Monthly Archives: December 2009

Balance Blocks News Info

When reporters are assigned to write articles on controversial topics, how much readers can learn from their articles depends on how much those reporter learn when investigating their topics.

Now on most controversies readers expect to see two main sides, each easily predicted from standard social divisions like left vs. right, male vs. female, etc.  So if a reporter interviews a random set of smart folks knowledgeable on a topic, they are likely to hear a wide range of complex opinions and arguments, and so they risk appearing confusing and unbalanced by giving too little coverage to one of the two main sides.

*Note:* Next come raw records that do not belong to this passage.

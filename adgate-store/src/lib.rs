pub mod ad_event_store;
pub mod app_config;
pub mod arm_repo;
pub mod catalog_repo;
pub mod purge;
pub mod redis_repo;
pub mod resources;

pub use ad_event_store::AdEventStore;
pub use arm_repo::InMemoryArmStore;
pub use catalog_repo::InMemoryCreativeAdRepository;
pub use purge::spawn_purge_worker;
pub use redis_repo::RedisArmStore;
pub use resources::StaticResources;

So busy reporters take an easier approach: they keep a stable of standard sources who are clearly identified with some side of a standard division, e.g., left or right, and can be relied on to take predictable positions associated with that side.  That is, they interview ideologues.

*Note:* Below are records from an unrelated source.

use adgate_core::repository::{AdEventRepository, CreativeAdRepository};
use adgate_core::targeting::ConversionQueue;
use adgate_core::Clock;
use adgate_shared::{Ad, AdEventType, AdNotification, ServedAd};
use chrono::{DateTime, Duration, Utc};
use std::collections::{HashMap, HashSet};
use std::sync::Arc;
use tokio::sync::Mutex;
use tracing::{debug, info, warn};

use crate::event_factory::{event_firer, FireContext};
use crate::notifications::NotificationHub;

struct Placement {
    served: ServedAd,
    /// Events fired or being fired
    fired: HashSet<AdEventType>,
    /// A terminal event is being written
    retiring: bool,
}

impl Placement {
    fn new(served: ServedAd) -> Self {
        Self {
            served,
            fired: HashSet::new(),
            retiring: false,
        }
    }
}

/// An event reserved on a placement while its write is in flight
struct Claim {
    served: ServedAd,
    /// The placement was created by this fire and goes away if it fails
    inserted: bool,
}

/// Tracks served placements and fires their lifecycle events.
///
/// Placements advance `Served -> Viewed -> Clicked | Dismissed | TimedOut`.
/// The order is not enforced, but each of served/viewed/clicked fires at most
/// once per placement and a terminal event retires the placement.
///
/// The registry lock only covers bookkeeping. Writes to history and the
/// conversion queue run unlocked, with the event marked in flight so that
/// concurrent duplicates are still rejected.
pub struct AdEventLifecycleHandler {
    events: Arc<dyn AdEventRepository>,
    creative_ads: Arc<dyn CreativeAdRepository>,
    conversions: Arc<dyn ConversionQueue>,
    notifications: NotificationHub,
    clock: Arc<dyn Clock>,
    served_ad_ttl: Duration,
    placements: Mutex<HashMap<String, Placement>>,
}

impl AdEventLifecycleHandler {
    pub fn new(
        events: Arc<dyn AdEventRepository>,
        creative_ads: Arc<dyn CreativeAdRepository>,
        conversions: Arc<dyn ConversionQueue>,
        notifications: NotificationHub,
        clock: Arc<dyn Clock>,
        served_ad_ttl: Duration,
    ) -> Self {
        Self {
            events,
            creative_ads,
            conversions,
            notifications,
            clock,
            served_ad_ttl,
            placements: Mutex::new(HashMap::new()),
        }
    }

    /// Bind a fresh placement to the ad chosen for it. Nothing is recorded
    /// until the served event fires.
    pub async fn register(&self, ad: Ad, conversion: bool) -> ServedAd {
        let served = ServedAd::new(ad, conversion, self.clock.now(), self.served_ad_ttl);
        self.placements
            .lock()
            .await
            .insert(served.ad.placement_id.clone(), Placement::new(served.clone()));
        served
    }

    /// Forget a placement, e.g. when its served event could not be recorded
    pub async fn remove_placement(&self, placement_id: &str) -> Option<ServedAd> {
        self.placements
            .lock()
            .await
            .remove(placement_id)
            .map(|p| p.served)
    }

    pub async fn placement(&self, placement_id: &str) -> Option<ServedAd> {
        self.placements
            .lock()
            .await
            .get(placement_id)
            .map(|p| p.served.clone())
    }

    pub async fn placement_count(&self) -> usize {
        self.placements.lock().await.len()
    }

    /// Drop placements whose TTL ran out without a terminal event
    pub async fn purge_expired_placements(&self) -> usize {
        let now = self.clock.now();
        let mut placements = self.placements.lock().await;
        let before = placements.len();
        placements.retain(|_, p| !p.served.is_expired(now));
        let purged = before - placements.len();

        if purged > 0 {
            debug!(purged, "Purged expired placements");
        }
        purged
    }

    /// Fire `event_type` for a placement.
    ///
    /// A placement that was never registered can still be served when the
    /// creative instance id is known. Every failure is published as
    /// `FailedToFire` and leaves history untouched.
    pub async fn fire_event(
        &self,
        placement_id: &str,
        creative_instance_id: Option<&str>,
        event_type: AdEventType,
    ) -> Result<Ad, AdEventError> {
        debug_assert!(!placement_id.is_empty(), "placement_id must not be empty");
        debug_assert!(
            creative_instance_id.map_or(true, |id| !id.is_empty()),
            "creative_instance_id must not be empty"
        );

        match self.try_fire(placement_id, creative_instance_id, event_type).await {
            Ok(ad) => {
                info!(
                    placement_id,
                    creative_instance_id = %ad.creative_instance_id,
                    %event_type,
                    "Fired ad event"
                );
                self.notifications
                    .publish_ad_event(AdNotification::fired(event_type, ad.clone()));
                Ok(ad)
            }
            Err(e) => {
                warn!(placement_id, %event_type, "Failed to fire ad event: {}", e);
                self.notifications.publish_ad_event(AdNotification::FailedToFire {
                    placement_id: placement_id.to_string(),
                    creative_instance_id: creative_instance_id.map(str::to_string),
                    event_type,
                    reason: e.to_string(),
                });
                Err(e)
            }
        }
    }

    async fn try_fire(
        &self,
        placement_id: &str,
        creative_instance_id: Option<&str>,
        event_type: AdEventType,
    ) -> Result<Ad, AdEventError> {
        if placement_id.is_empty() {
            return Err(AdEventError::InvalidArgument("empty placement_id".to_string()));
        }
        if creative_instance_id == Some("") {
            return Err(AdEventError::InvalidArgument("empty creative_instance_id".to_string()));
        }

        let now = self.clock.now();
        let claim = self
            .claim(placement_id, creative_instance_id, event_type, now)
            .await?;

        let context = FireContext {
            events: self.events.clone(),
            conversions: self.conversions.clone(),
            now,
        };
        let fired = event_firer(event_type).fire(&claim.served, &context).await;

        self.settle(placement_id, event_type, claim.inserted, fired.is_ok())
            .await;
        fired?;
        Ok(claim.served.ad)
    }

    /// Validate the event against the registry and mark it in flight
    async fn claim(
        &self,
        placement_id: &str,
        creative_instance_id: Option<&str>,
        event_type: AdEventType,
        now: DateTime<Utc>,
    ) -> Result<Claim, AdEventError> {
        let unmapped = {
            let mut placements = self.placements.lock().await;
            if placements
                .get(placement_id)
                .is_some_and(|p| p.served.is_expired(now))
            {
                placements.remove(placement_id);
                return Err(AdEventError::NotFound(format!("placement {} expired", placement_id)));
            }
            !placements.contains_key(placement_id)
        };

        let resolved = if unmapped {
            Some(
                self.resolve_unmapped(placement_id, creative_instance_id, event_type)
                    .await?,
            )
        } else {
            None
        };

        let mut placements = self.placements.lock().await;
        let mut inserted = false;
        if let Some(served) = resolved {
            if !placements.contains_key(placement_id) {
                placements.insert(placement_id.to_string(), Placement::new(served));
                inserted = true;
            }
        }

        let placement = placements
            .get_mut(placement_id)
            .ok_or_else(|| AdEventError::NotFound(format!("placement {}", placement_id)))?;

        if let Err(e) = validate(placement, placement_id, creative_instance_id, event_type) {
            if inserted {
                placements.remove(placement_id);
            }
            return Err(e);
        }

        if event_type.is_terminal() {
            placement.retiring = true;
        } else {
            placement.fired.insert(event_type);
        }

        Ok(Claim {
            served: placement.served.clone(),
            inserted,
        })
    }

    /// Commit or roll back the registry once the write finished
    async fn settle(&self, placement_id: &str, event_type: AdEventType, inserted: bool, succeeded: bool) {
        let mut placements = self.placements.lock().await;

        if succeeded {
            if event_type.is_terminal() {
                placements.remove(placement_id);
            } else if event_type == AdEventType::Viewed {
                if let Some(placement) = placements.get_mut(placement_id) {
                    placement.served.viewed = true;
                }
            }
        } else if inserted {
            placements.remove(placement_id);
        } else if let Some(placement) = placements.get_mut(placement_id) {
            if event_type.is_terminal() {
                placement.retiring = false;
            } else {
                placement.fired.remove(&event_type);
            }
        }
    }

    /// Look up the creative for a placement served outside the orchestrator
    async fn resolve_unmapped(
        &self,
        placement_id: &str,
        creative_instance_id: Option<&str>,
        event_type: AdEventType,
    ) -> Result<ServedAd, AdEventError> {
        let not_found = || AdEventError::NotFound(format!("placement {}", placement_id));

        let Some(id) = creative_instance_id else {
            return Err(not_found());
        };
        if event_type != AdEventType::Served {
            return Err(not_found());
        }

        let creative_ad = self
            .creative_ads
            .get_by_creative_instance_id(id)
            .await
            .map_err(|e| AdEventError::Persistence(e.to_string()))?
            .ok_or_else(|| AdEventError::NotFound(format!("creative instance {}", id)))?;

        let ad = Ad::from_creative(placement_id.to_string(), &creative_ad);
        Ok(ServedAd::new(
            ad,
            creative_ad.conversion,
            self.clock.now(),
            self.served_ad_ttl,
        ))
    }
}

fn validate(
    placement: &Placement,
    placement_id: &str,
    creative_instance_id: Option<&str>,
    event_type: AdEventType,
) -> Result<(), AdEventError> {
    if placement.retiring {
        return Err(AdEventError::NotFound(format!("placement {} is being retired", placement_id)));
    }

    if let Some(id) = creative_instance_id {
        if id != placement.served.ad.creative_instance_id {
            return Err(AdEventError::NotFound(format!(
                "creative instance {} for placement {}",
                id, placement_id
            )));
        }
    }

    let ad_type = placement.served.ad.ad_type;
    if !ad_type.supports(event_type) {
        return Err(AdEventError::InvalidArgument(format!(
            "{} does not support {}",
            ad_type, event_type
        )));
    }

    if placement.fired.contains(&event_type) {
        return Err(AdEventError::AlreadyFired {
            placement_id: placement_id.to_string(),
            event_type,
        });
    }
    Ok(())
}

#[derive(Debug, Clone, PartialEq, thiserror::Error)]
pub enum AdEventError {
    #[error("Invalid argument: {0}")]
    InvalidArgument(String),

    #[error("Not found: {0}")]
    NotFound(String),

    #[error("{event_type} already fired for placement {placement_id}")]
    AlreadyFired {
        placement_id: String,
        event_type: AdEventType,
    },

    #[error("Persistence failure: {0}")]
    Persistence(String),
}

Ideologues allow reporters to quickly collect quotes to fill out a standard story format, listing some arguments from each of the two expected sides.  If reporters instead interviewed generally smart thoughtful people, they’d get more and more complex positions.  These would be harder to explain, and risk the article seeming unfairly balanced.

There are three kinds of info one might learn about any controversy:

  1. What are the various positions taken
  2. Which folks take what positions
  3. What arguments are offered for and against each position

What we learn from the usual reporter process is mainly the arguments offered by ideologues trying to support the expected two sides.  We don’t learn about arguments that don’t clearly support an expected side, nor about the wider space of positions taken, nor about the distribution of opinions on the topic.

From Alex Tabarrok explaining why he gets interviewed more often than Nobel prize winners.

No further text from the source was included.